United States District Court, D. Connecticut

April 17, 2018

RYAN BRAIS, Defendant.



         Alice Melillo and Allen Norden (together, “Plaintiffs”) filed an Amended Complaint on January 19, 2018, against Ryan Brais, a zoning official in Plainfield, Connecticut, for allegedly violating their Fourth Amendment rights under 42 U.S.C. § 1983 by repeatedly and unnecessarily performing inspections in their garage; opening a closet door and taking photographs of its contents; and taking several objects from the closet. Am. Compl., ECF No. 64.

         Defendant moves to dismiss under Federal Rules of Civil Procedure 12(b)(5) and 12(b)(6), arguing that any claims against Mr. Brais in his official capacity must be dismissed for insufficient service of process, Plaintiffs' Fourth Amendment claims must be dismissed for failing to state a claim upon which relief can be granted, and Plaintiffs' various other claims must be dismissed for exceeding the scope of the leave to amend and for failing to state a claim. Mot. Dismiss at 1-2, ECF No. 80.

         For the reasons discussed below, Defendant's motion to dismiss is GRANTED in part and DENIED in part. Plaintiffs' claims against Mr. Brais in his official capacity are dismissed; all other claims will proceed.

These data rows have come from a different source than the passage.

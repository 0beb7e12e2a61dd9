//! Configuration module for pagepilot.
//!
//! This module wires together the data models and loading/validation helpers used
//! throughout the crate. Import from here for a convenient, stable API.
//!
//! Example:
//! use pagepilot::config::{Config, load_from_path};
//!
//! let cfg = load_from_path("config/session.json")?;

pub mod loader;
pub mod models;

// Re-export core data models
pub use models::{Config, SessionOptions, SourceConfig, UnexpectedDialogPolicy};

// Re-export loader utilities
pub use loader::{
    generate_schema, load_from_path, load_from_path_async, load_from_reader, load_from_str,
    validate_config, write_schema_to_writer,
};
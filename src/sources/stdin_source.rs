//! Stdin command source.
//!
//! Reads newline-delimited JSON commands from standard input (NDJSON style).
//!
//! Behavior:
//! - Each non-empty line is trimmed and parsed as JSON using `serde_json::from_str`.
//! - Successfully parsed values are forwarded through the command channel.
//! - Malformed JSON lines are logged with `warn!` and ignored; reading continues.
//! - EOF, cancellation, or a channel send error ends the task.
//!
//! Example:
//!     echo '{"command":"execute_script","script":"return 1;"}' | pagepilot

use serde_json::Value;
use tokio::{
    io::{self, AsyncBufReadExt, AsyncRead, BufReader},
    sync::mpsc::Sender,
    task::JoinHandle,
};
use tokio_util::sync::CancellationToken;
use tracing::{error, info, trace, warn};

use super::CommandSource;

/// Source that reads newline-delimited JSON commands from stdin.
#[derive(Debug, Clone, Default)]
pub struct StdinSource;

impl StdinSource {
    #[must_use]
    pub fn new() -> Self {
        Self
    }
}

impl CommandSource for StdinSource {
    fn name(&self) -> &'static str {
        "stdin"
    }

    fn start(&self, sender: Sender<Value>, cancel: CancellationToken) -> JoinHandle<()> {
        tokio::spawn(async move {
            info!(target: "pagepilot::sources", "StdinSource task started (reading lines)");
            pump_lines(io::stdin(), sender, cancel).await;
            trace!(target: "pagepilot::sources", "StdinSource task ended");
        })
    }
}

/// Forward every JSON line of `input` until EOF, cancellation or channel close.
async fn pump_lines<R>(input: R, sender: Sender<Value>, cancel: CancellationToken)
where
    R: AsyncRead + Unpin,
{
    let mut reader = BufReader::new(input);
    let mut line = String::new();

    loop {
        line.clear();
        let read = tokio::select! {
            _ = cancel.cancelled() => {
                info!(target: "pagepilot::sources", "Stdin reading cancelled");
                break;
            }
            read = reader.read_line(&mut line) => read,
        };
        match read {
            Ok(0) => {
                info!(target: "pagepilot::sources", "EOF on stdin; StdinSource exiting");
                break;
            }
            Ok(_) => {
                let raw = line.trim();
                if raw.is_empty() {
                    continue;
                }
                match serde_json::from_str::<Value>(raw) {
                    Ok(val) => {
                        trace!(target: "pagepilot::sources", "Parsed JSON from stdin line");
                        if let Err(e) = sender.send(val).await {
                            error!(
                                target: "pagepilot::sources",
                                error = %e,
                                "Channel closed while sending stdin command; terminating task"
                            );
                            break;
                        }
                    }
                    Err(e) => {
                        warn!(
                            target: "pagepilot::sources",
                            error = %e,
                            line = raw,
                            "Failed to parse stdin JSON line"
                        );
                    }
                }
            }
            Err(e) => {
                warn!(
                    target: "pagepilot::sources",
                    error = %e,
                    "Error reading from stdin; terminating task"
                );
                break;
            }
        }
    }
}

         A. Factual Allegations

         Plaintiffs allege that Mr. Brais, a zoning official for the Town of Plainfield, violated their right to privacy when he made three inspections of their detached garage within thirty-five days, looking for a kitchen and bathroom each time. Am. Compl. ¶¶ 8-9, 13. Plaintiffs allege that Mr. Brais used “false, inaccurate, and unsubstantiated” information to gain access to their garage, and then made three inspections “looking for a kitchen and full bathroom each time.” Id. ¶¶ 11, 13. Mr. Brais allegedly told Plaintiffs that during the inspection “no (personal) items stored within the upstairs area of the detached garage could be covered.” Id. ¶ 14. Mr. Brais also allegedly “demanded that the Plaintiffs destroy and remove all plumbing and fixtures for a bathroom toilet and sink that was in the process of being permitted by the Northeast District Department of Health, ” even though “in order to complete testing for water and waste, required by the NDDH for the permit, the toilet and sink in the upstairs area of the detached garage, had to be in place and functional.” Id. ¶¶ 15-16.

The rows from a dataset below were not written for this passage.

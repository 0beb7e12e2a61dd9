use schemars::JsonSchema;
use serde::{Deserialize, Serialize};
use serde_valid::Validate;
use std::time::Duration;

use crate::rendezvous::DialogTimeouts;

/// Root configuration for a pagepilot session.
///
/// Deserialized from a JSON configuration file:
/// - command `sources` (command script files, stdin)
/// - `session` options applied when the driver session starts
#[derive(Debug, Clone, Serialize, Deserialize, JsonSchema, Validate, Default)]
pub struct Config {
    /// Where commands come from.
    #[serde(default)]
    pub sources: Vec<SourceConfig>,

    /// Per-session capabilities.
    #[serde(default)]
    #[validate]
    pub session: SessionOptions,
}

/// Session capabilities consumed by the command core.
#[derive(Debug, Clone, Serialize, Deserialize, JsonSchema, Validate, PartialEq, Eq)]
pub struct SessionOptions {
    /// Default timeout for async scripts, in milliseconds.
    #[serde(default = "default_script_timeout_ms")]
    #[validate(maximum = 2_147_483_647)]
    pub script_timeout_ms: u64,

    /// What happens to dialogs raised while no command expects them.
    #[serde(default)]
    pub unexpected_dialog_policy: UnexpectedDialogPolicy,

    /// How long the engine thread waits for a dialog answer before dismissing it.
    #[serde(default = "default_dialog_timeout_ms")]
    #[validate(minimum = 1)]
    #[validate(maximum = 600_000)]
    pub dialog_timeout_ms: u64,

    /// How long dialog commands wait for a dialog to appear.
    #[serde(default = "default_dialog_wait_ms")]
    #[validate(maximum = 60_000)]
    pub dialog_wait_ms: u64,
}

fn default_script_timeout_ms() -> u64 {
    30_000
}

fn default_dialog_timeout_ms() -> u64 {
    5_000
}

fn default_dialog_wait_ms() -> u64 {
    1_000
}

impl SessionOptions {
    pub fn dialog_timeouts(&self) -> DialogTimeouts {
        DialogTimeouts {
            engine_wait: Duration::from_millis(self.dialog_timeout_ms),
            appear_wait: Duration::from_millis(self.dialog_wait_ms),
        }
    }
}

impl Default for SessionOptions {
    fn default() -> Self {
        Self {
            script_timeout_ms: default_script_timeout_ms(),
            unexpected_dialog_policy: UnexpectedDialogPolicy::default(),
            dialog_timeout_ms: default_dialog_timeout_ms(),
            dialog_wait_ms: default_dialog_wait_ms(),
        }
    }
}

/// Unexpected-dialog policy.
///
/// `ignore` leaves the dialog open for the dialog commands; every other value
/// answers it on the engine thread without blocking. The `*-and-notify`
/// variants also fail the next command with the dialog's text.
#[derive(Debug, Copy, Clone, Default, Serialize, Deserialize, JsonSchema, PartialEq, Eq)]
#[serde(rename_all = "kebab-case")]
pub enum UnexpectedDialogPolicy {
    Accept,
    AcceptAndNotify,
    Dismiss,
    DismissAndNotify,
    #[default]
    Ignore,
}

impl UnexpectedDialogPolicy {
    pub fn notifies(&self) -> bool {
        matches!(self, Self::AcceptAndNotify | Self::DismissAndNotify)
    }
}

/// Command source configuration.
/// Use `type` to select a variant:
/// - "file": run the commands of a script file (NDJSON or a JSON array)
/// - "stdin": read newline-delimited JSON commands from standard input
#[derive(Debug, Clone, Serialize, Deserialize, JsonSchema, PartialEq, Eq)]
#[serde(tag = "type", rename_all = "snake_case")]
pub enum SourceConfig {
    File {
        /// Absolute or relative path to the script.
        path: String,
    },
    Stdin,
}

         Plaintiffs also allege that Mr. Brais, “acting in his official capacity, and acting under the color of law, ” during an inspection unlawfully opened the doors to a closed wardrobe, looked through it, and photographed its contents. Id. ¶ 18. Plaintiffs allege that Mr. Brais's inspection was supposed to determine “the existence of ‘apartments or dwelling units' allegedly located in the detached garage on the Property, ” and that Mr. Brais knew or should have known that “the upstairs area of the detached garage on the Property was used as a recreational area and for storage[.]” Id. ¶¶ 21-23.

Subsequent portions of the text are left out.